Annotation Inference in KAnnotator

Annotation Inference in KAnnotator

Annotation Inference: An Overview • Annotation Inference includes following steps: • Load external/previously inferred annotations from specified sources (XML files, class files, annotation logs, etc.) • Load descriptions of classes to analyze • Invoke inference algorithm on loaded classes and annotations to produce set of inferred annotations • Update inferred annotations with propagation algorithm to ensure extension to other methods in inheritance hierarchy • Process conflicts between inferred and external annotations • Inference process is parameterized with algorithms which implement inference for specific kinds of annotations (e.g. nullability): • Infer field annotations given its value • Infer method annotations given its bytecode

Annotations Structure • Annotations are represented as a map from annotation position to actual annotation values (e.g. NULLABLE/NOT_NULL) • Annotation position consists of • Class member (field/method) • Declaration position – annotated component of class member: • Field type position – annotates field type • Return type – annotates return type of the method • Parameter position – annotates type of method parameter (given its index)
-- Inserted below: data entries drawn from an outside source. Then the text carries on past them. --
//! Lexical analysis for schema source text
//!
//! Two scanning strategies share one token vocabulary:
//!
//! - [`LexicalAnalyzer`] (the builder) classifies by character class and
//!   greedy operator runs. Numbers are parsed, comments are single tokens.
//! - [`ContextualScanner`] decides what an accumulated word is from the
//!   scanner state: a declared name, a quoted or assigned literal, a keyword.
//!
//! Neither strategy fails. Text outside the vocabulary is surfaced as
//! `unknown` tokens. Scanners are immutable after construction and can be
//! shared across threads.

pub mod analyzer;
pub mod classifier;
pub mod contextual;
pub mod metrics;
mod sink;

use crate::config::runtime::{ConfigError, LexicalPreferences};
use crate::logging::codes;
use crate::tokens::Token;
use serde::{Deserialize, Serialize};
use std::fmt;
use std::str::FromStr;

pub use analyzer::LexicalAnalyzer;
pub use contextual::{ContextualScanner, LexState};
pub use metrics::{token_counts, LexicalMetrics, TokenCounts};

/// Common interface of both scanning strategies
pub trait Scanner: Send + Sync {
    fn scan(&self, source: &str) -> Vec<Token>;

    fn scan_with_metrics(&self, source: &str) -> (Vec<Token>, LexicalMetrics);

    fn strategy(&self) -> ScanStrategy;
}

#[derive(Debug, Clone, Copy, Default, PartialEq, Eq, Hash, Serialize, Deserialize)]
#[serde(rename_all = "lowercase")]
pub enum ScanStrategy {
    #[default]
    Builder,
    Contextual,
}

impl ScanStrategy {
    pub fn as_str(&self) -> &'static str {
        match self {
            ScanStrategy::Builder => "builder",
            ScanStrategy::Contextual => "contextual",
        }
    }
}

impl fmt::Display for ScanStrategy {
    fn fmt(&self, f: &mut fmt::Formatter<'_>) -> fmt::Result {
        f.write_str(self.as_str())
    }
}

impl FromStr for ScanStrategy {
    type Err = ConfigError;

    fn from_str(s: &str) -> Result<Self, Self::Err> {
        match s.trim().to_ascii_lowercase().as_str() {
            "builder" => Ok(ScanStrategy::Builder),
            "contextual" => Ok(ScanStrategy::Contextual),
            _ => Err(ConfigError::InvalidValue {
                key: "strategy".to_string(),
                value: s.to_string(),
            }),
        }
    }
}

// ============================================================================
// MODULE API
// ============================================================================

/// Scan with the builder strategy and default preferences
pub fn scan(source: &str) -> Vec<Token> {
    LexicalAnalyzer::new().scan(source)
}

/// Scan with the contextual strategy and default preferences
pub fn scan_contextual(source: &str) -> Vec<Token> {
    ContextualScanner::new().scan(source)
}

pub fn scan_with(strategy: ScanStrategy, source: &str) -> Vec<Token> {
    match strategy {
        ScanStrategy::Builder => scan(source),
        ScanStrategy::Contextual => scan_contextual(source),
    }
}

/// Build the scanner selected by `preferences.strategy`
pub fn create_scanner(preferences: &LexicalPreferences) -> Box<dyn Scanner> {
    match preferences.strategy {
        ScanStrategy::Builder => Box::new(LexicalAnalyzer::with_preferences(preferences.clone())),
        ScanStrategy::Contextual => {
            Box::new(ContextualScanner::with_preferences(preferences.clone()))
        }
    }
}

/// Check that every lexical code has registry metadata (for system startup)
pub fn validate_lexical_codes() -> Result<(), String> {
    let lexical_codes = [
        codes::lexical::UNKNOWN_TOKEN,
        codes::lexical::UNTERMINATED_COMMENT,
        codes::lexical::MALFORMED_NUMBER,
    ];

    for code in &lexical_codes {
        if codes::get_code_metadata(code.as_str()).is_none() {
            return Err(format!(
                "Lexical code {} not found in metadata registry",
                code.as_str()
            ));
        }
    }

    Ok(())
}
Annotation Lattice • Inference assumes that annotations form a lattice, hence for any pair (a, b) of annotations of the same kind (e.g. nullability) least upper LUB(a, b) and greatest lower GLB(a, b) bounds are defined • Nullability: NOT_NULL < NULLABLE • Mutability: READ_ONLY < MUTABLE • Unification: given two annotations (a, b) and declaration position p unified annotation unify(a, b, p) is defined as: • LUB(a, b) if p is covariant • GLB(a, b) if p is contravariant • b if p is invariant (assuming a == b) • Unification is naturally extended to annotation sets • Annotation a (“parent”) subsumes annotation b (“child”) at position p if unify(a, b, p) == a

Field/Method Dependency • Field dependency is a map which associates field descriptions with pair (readers, writers) where • readers is a set of all methods (within given class set) which access field value through GETFIELD or GETSTATIC instructions • writers is a set of all methods (within given class set) which mutate field value through PUTFIELD or PUTSTATIC instructions • Method dependency is a graph with methods as vertices. The graph contains egde (a, b) if one of the following conditions holds: • If method a invokes method b through one of INVOKE*** instructions • If there is a non-primitive field such that method a is its reader and method b is its writer

Annotation Inference (without propagation) • Input: • classSource: set of classes to analyze • externalAnn: external annotations (e. g. loaded from classfiles/XMLs) • existingAnn: previously inferred annotations • Output: • inferredAnn: inferred annotations • inferredAnn := copy of existingAnn • fieldDep := build field dependency map for all classes in classSource • methDep := build method dependency graph for all classes in classSource • depComps := list of SCCs of methDep ordered with the respect to topological sorting • For each field f in fieldDep, use annotation-specific algorithm to infer annotations from initial value of f and copy them to inferredAnn • For each component comp in components infer annotation for methods within comp (see below)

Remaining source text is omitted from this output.